*** Opening of STORED DATA ***

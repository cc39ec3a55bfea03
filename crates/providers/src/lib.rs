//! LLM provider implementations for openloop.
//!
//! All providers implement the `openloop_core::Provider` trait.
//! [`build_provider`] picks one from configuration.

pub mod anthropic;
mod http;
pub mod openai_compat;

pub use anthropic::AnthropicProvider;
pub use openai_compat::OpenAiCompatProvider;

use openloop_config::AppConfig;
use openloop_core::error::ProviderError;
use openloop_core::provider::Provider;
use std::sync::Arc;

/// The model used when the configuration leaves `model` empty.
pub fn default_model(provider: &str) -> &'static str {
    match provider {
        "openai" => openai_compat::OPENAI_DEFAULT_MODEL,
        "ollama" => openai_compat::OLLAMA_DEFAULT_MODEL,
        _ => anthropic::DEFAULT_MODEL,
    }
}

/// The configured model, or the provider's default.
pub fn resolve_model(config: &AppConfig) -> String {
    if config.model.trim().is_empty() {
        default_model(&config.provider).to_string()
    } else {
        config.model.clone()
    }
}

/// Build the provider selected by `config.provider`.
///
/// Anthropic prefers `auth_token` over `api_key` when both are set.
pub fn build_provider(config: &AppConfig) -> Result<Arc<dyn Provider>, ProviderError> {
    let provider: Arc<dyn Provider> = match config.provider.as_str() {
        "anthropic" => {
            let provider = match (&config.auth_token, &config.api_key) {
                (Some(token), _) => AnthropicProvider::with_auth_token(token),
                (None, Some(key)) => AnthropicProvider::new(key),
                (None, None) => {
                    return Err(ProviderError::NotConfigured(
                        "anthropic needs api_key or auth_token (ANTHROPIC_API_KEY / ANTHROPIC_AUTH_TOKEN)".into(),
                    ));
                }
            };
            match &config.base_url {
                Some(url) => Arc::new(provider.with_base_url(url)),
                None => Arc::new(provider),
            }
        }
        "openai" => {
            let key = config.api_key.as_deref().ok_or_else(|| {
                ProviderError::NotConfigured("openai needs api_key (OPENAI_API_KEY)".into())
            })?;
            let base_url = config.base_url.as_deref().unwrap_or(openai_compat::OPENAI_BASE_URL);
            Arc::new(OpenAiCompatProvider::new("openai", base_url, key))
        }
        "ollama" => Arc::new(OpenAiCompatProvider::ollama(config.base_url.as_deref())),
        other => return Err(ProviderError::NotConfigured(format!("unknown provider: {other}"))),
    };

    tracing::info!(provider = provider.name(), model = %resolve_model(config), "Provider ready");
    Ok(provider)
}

*** Close of STORED DATA ***

Copy out all of the data exactly, leaving nothing out.

repository cc39ec3a55bfea03
filename crates/providers/src/lib.rs
//! LLM provider implementations for openloop.
//!
//! All providers implement the `openloop_core::Provider` trait.
//! [`build_provider`] picks one from configuration.

pub mod anthropic;
mod http;
pub mod openai_compat;

pub use anthropic::AnthropicProvider;
pub use openai_compat::OpenAiCompatProvider;

use openloop_config::AppConfig;
use openloop_core::error::ProviderError;
use openloop_core::provider::Provider;
use std::sync::Arc;

/// The model used when the configuration leaves `model` empty.
pub fn default_model(provider: &str) -> &'static str {
    match provider {
        "openai" => openai_compat::OPENAI_DEFAULT_MODEL,
        "ollama" => openai_compat::OLLAMA_DEFAULT_MODEL,
        _ => anthropic::DEFAULT_MODEL,
    }
}

/// The configured model, or the provider's default.
pub fn resolve_model(config: &AppConfig) -> String {
    if config.model.trim().is_empty() {
        default_model(&config.provider).to_string()
    } else {
        config.model.clone()
    }
}

/// Build the provider selected by `config.provider`.
///
/// Anthropic prefers `auth_token` over `api_key` when both are set.
pub fn build_provider(config: &AppConfig) -> Result<Arc<dyn Provider>, ProviderError> {
    let provider: Arc<dyn Provider> = match config.provider.as_str() {
        "anthropic" => {
            let provider = match (&config.auth_token, &config.api_key) {
                (Some(token), _) => AnthropicProvider::with_auth_token(token),
                (None, Some(key)) => AnthropicProvider::new(key),
                (None, None) => {
                    return Err(ProviderError::NotConfigured(
                        "anthropic needs api_key or auth_token (ANTHROPIC_API_KEY / ANTHROPIC_AUTH_TOKEN)".into(),
                    ));
                }
            };
            match &config.base_url {
                Some(url) => Arc::new(provider.with_base_url(url)),
                None => Arc::new(provider),
            }
        }
        "openai" => {
            let key = config.api_key.as_deref().ok_or_else(|| {
                ProviderError::NotConfigured("openai needs api_key (OPENAI_API_KEY)".into())
            })?;
            let base_url = config.base_url.as_deref().unwrap_or(openai_compat::OPENAI_BASE_URL);
            Arc::new(OpenAiCompatProvider::new("openai", base_url, key))
        }
        "ollama" => Arc::new(OpenAiCompatProvider::ollama(config.base_url.as_deref())),
        other => return Err(ProviderError::NotConfigured(format!("unknown provider: {other}"))),
    };

    tracing::info!(provider = provider.name(), model = %resolve_model(config), "Provider ready");
    Ok(provider)
}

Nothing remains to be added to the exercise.